Published in The History of Parliament: the House of Commons 1690-1715, ed. D. Hayton, E. Cruickshanks, S. Handley, 2002
Available from Boydell and Brewer



1708 - 24 Apr. 1709

Family and Education

bap. 10 Feb. 1657, 2nd s. of William Churchill† of Muston, Dorset by his w. Grace.  educ. Trinity, Oxf. 1676; I. Temple 1675, called 1683.  m. settlement 8 July 1693, Anne (d. 1722), da. of Roger Clavell of Smedmore, Dorset, wid. of John Darrel, s.p.1

Offices Held


Both Churchill’s father and uncle had represented Dorchester, where the family owned property, and John inherited part of an estate nearby, at Fordington. A practising lawyer, Churchill was returned for the borough in 1708, alongside his distant kinsman, the bookseller Awnsham Churchill*. There was also a more tenuous connexion between the two men, since John’s wife was the daughter of a cousin of a prominent stationer of London.
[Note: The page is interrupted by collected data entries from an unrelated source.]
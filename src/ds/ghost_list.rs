//! Recency-ordered list of ghost keys.
//!
//! Used by adaptive policies (ARC-style) to track recently evicted keys
//! without retaining values. Implemented as an `IntrusiveList<K>` plus an
//! index. Ghost records carry the key only, so a ghost can never expose
//! stale application data.
//!
//! ```text
//!   index: HashMap<K, SlotId>          list: IntrusiveList<K>
//!   ┌─────────┬─────────┐              head ─► [A] ◄──► [B] ◄──► [C] ◄── tail
//!   │  key A  │  id_1   │                 newest                  oldest
//!   │  key B  │  id_2   │
//!   └─────────┴─────────┘
//! ```
//!
//! The list itself is unbounded; the owning policy bounds it explicitly
//! (e.g. ARC's ghost-trim loop). `record` / `remove` / `contains` /
//! `pop_oldest` are O(1) average.

use std::collections::HashMap;
use std::hash::Hash;

use crate::ds::intrusive_list::IntrusiveList;
use crate::ds::slot_arena::SlotId;

/// Recency list of keys (no values) for ghost-history tracking.
#[derive(Debug)]
pub struct GhostList<K> {
    list: IntrusiveList<K>,
    index: HashMap<K, SlotId>,
}

impl<K> GhostList<K>
where
    K: Eq + Hash + Clone,
{
    /// Creates an empty ghost list.
    pub fn new() -> Self {
        Self {
            list: IntrusiveList::new(),
            index: HashMap::new(),
        }
    }

    /// Creates an empty ghost list with reserved capacity for `capacity` keys.
    pub fn with_capacity(capacity: usize) -> Self {
        Self {
            list: IntrusiveList::with_capacity(capacity),
            index: HashMap::with_capacity(capacity),
        }
    }

    /// Returns the number of keys currently tracked.
    pub fn len(&self) -> usize {
        self.list.len()
    }

    /// Returns `true` if there are no keys tracked.
    pub fn is_empty(&self) -> bool {
        self.list.is_empty()
    }

    /// Returns `true` if `key` is present.
    pub fn contains(&self, key: &K) -> bool {
        self.index.contains_key(key)
    }

    /// Records `key` as the most recent ghost.
    ///
    /// If the key is already tracked it is refreshed to the most-recent
    /// position instead of being duplicated.
    pub fn record(&mut self, key: K) {
        if let Some(&id) = self.index.get(&key) {
            self.list.move_to_front(id);
            return;
        }

        let id = self.list.push_front(key.clone());
        self.index.insert(key, id);
    }

    /// Drops and returns the oldest ghost key, if any.
    pub fn pop_oldest(&mut self) -> Option<K> {
        let key = self.list.pop_back()?;
        self.index.remove(&key);
        Some(key)
    }

    /// Removes `key` from the ghost list; returns `true` if it was present.
    pub fn remove(&mut self, key: &K) -> bool {
        let id = match self.index.remove(key) {
            Some(id) => id,
            None => return false,
        };
        self.list.remove(id);
        true
    }

    /// Clears all tracked keys.
    pub fn clear(&mut self) {
        self.list.clear();
        self.index.clear();
    }

    #[cfg(any(test, debug_assertions))]
    pub fn debug_validate_invariants(&self) {
        assert_eq!(self.list.len(), self.index.len());
        for &id in self.index.values() {
            assert!(self.list.contains(id));
        }
    }
}

impl<K> Default for GhostList<K>
where
    K: Eq + Hash + Clone,
{
    fn default() -> Self {
        Self::new()
    }
}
John should not, however, be confused with Awnsham’s brother and publishing partner of the same name. The presence of other members of the Churchill family in the House also makes it difficult to be certain about John Churchill’s activity in Parliament, for the very short time that he was there. He was probably a Whig, for he was marked by Lord Sunderland (Charles, Lord Spencer*) as a gain for the party, and although another list has the label ‘Court Tory’ written near his name, this may have referred to Sir Nathaniel Napier, 2nd Bt.*, whose seat he had taken. Another clue to Churchill’s political sympathies is that he appears to have been recommended in 1689 for a place as collector of excise for Dorset. He died on 24 Apr. 1709, leaving his estate in the first place to his wife, and upon her death to his brother Charles. He was buried in the Temple Church, London.2

Ref Volumes: 1690-1715

Authors: Paula Watson / Mark Knights


  • 1. Hutchins, Dorset, i. 57; ii. 414.
  • 2. Cal. I. Temple. Recs. iii. 201, 401, 415; Cal. Treas. Bks. ix. 104; Reg. Temple Church, 1628–1853, p. 33.